--- Assigned task ---
Your task is to gather the lines below that hold the string "PathBuf".

[Collected data entries]
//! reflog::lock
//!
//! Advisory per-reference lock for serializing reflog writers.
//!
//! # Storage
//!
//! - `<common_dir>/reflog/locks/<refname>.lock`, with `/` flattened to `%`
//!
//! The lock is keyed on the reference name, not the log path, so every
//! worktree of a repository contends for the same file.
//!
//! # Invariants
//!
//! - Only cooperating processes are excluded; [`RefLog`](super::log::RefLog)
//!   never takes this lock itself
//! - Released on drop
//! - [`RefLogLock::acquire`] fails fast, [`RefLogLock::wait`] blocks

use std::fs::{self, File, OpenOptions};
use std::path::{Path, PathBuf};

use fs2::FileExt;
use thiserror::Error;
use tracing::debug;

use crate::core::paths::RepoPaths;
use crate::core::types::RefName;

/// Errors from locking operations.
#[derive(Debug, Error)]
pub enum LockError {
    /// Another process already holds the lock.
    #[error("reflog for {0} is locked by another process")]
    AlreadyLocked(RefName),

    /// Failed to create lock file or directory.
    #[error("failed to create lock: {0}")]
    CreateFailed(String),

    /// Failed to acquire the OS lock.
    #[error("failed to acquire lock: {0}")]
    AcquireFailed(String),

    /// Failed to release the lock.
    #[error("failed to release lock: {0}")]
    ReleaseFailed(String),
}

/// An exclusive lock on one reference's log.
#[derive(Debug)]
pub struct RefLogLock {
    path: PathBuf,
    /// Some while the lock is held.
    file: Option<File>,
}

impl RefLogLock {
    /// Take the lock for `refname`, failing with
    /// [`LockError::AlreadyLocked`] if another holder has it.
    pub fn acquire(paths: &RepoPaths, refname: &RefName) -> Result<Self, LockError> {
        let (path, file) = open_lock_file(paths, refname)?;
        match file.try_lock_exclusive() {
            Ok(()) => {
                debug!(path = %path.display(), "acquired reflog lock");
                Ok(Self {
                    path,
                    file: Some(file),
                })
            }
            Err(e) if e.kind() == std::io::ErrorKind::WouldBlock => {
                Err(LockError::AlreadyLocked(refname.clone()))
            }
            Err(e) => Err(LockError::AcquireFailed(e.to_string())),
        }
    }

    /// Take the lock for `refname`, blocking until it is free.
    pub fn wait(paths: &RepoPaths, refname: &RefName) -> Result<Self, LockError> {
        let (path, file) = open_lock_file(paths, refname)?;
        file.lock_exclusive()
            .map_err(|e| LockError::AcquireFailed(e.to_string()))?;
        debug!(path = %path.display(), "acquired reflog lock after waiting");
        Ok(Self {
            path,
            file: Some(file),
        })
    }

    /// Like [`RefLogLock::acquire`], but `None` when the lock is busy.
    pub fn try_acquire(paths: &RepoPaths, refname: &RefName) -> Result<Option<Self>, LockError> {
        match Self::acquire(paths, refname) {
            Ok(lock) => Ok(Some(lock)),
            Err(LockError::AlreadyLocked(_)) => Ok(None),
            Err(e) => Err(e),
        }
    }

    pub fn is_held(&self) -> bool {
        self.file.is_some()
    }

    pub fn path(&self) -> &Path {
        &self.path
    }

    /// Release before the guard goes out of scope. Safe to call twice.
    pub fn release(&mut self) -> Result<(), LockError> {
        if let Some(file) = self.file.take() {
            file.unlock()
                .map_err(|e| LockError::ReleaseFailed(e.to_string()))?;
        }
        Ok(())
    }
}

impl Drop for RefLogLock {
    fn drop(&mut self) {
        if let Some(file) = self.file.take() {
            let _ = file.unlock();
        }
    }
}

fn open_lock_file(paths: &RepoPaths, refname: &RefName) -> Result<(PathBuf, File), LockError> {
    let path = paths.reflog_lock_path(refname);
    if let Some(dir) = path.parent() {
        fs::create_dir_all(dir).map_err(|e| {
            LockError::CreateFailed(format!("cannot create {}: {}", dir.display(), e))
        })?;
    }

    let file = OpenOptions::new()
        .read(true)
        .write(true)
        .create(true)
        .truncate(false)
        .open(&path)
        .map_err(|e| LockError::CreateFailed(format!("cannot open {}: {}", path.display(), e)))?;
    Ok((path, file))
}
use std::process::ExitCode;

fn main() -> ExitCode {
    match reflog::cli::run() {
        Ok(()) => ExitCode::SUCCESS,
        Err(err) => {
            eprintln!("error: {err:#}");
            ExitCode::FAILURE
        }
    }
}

--- Response area ---
use std::path::{Path, PathBuf};
    path: PathBuf,
fn open_lock_file(paths: &RepoPaths, refname: &RefName) -> Result<(PathBuf, File), LockError> {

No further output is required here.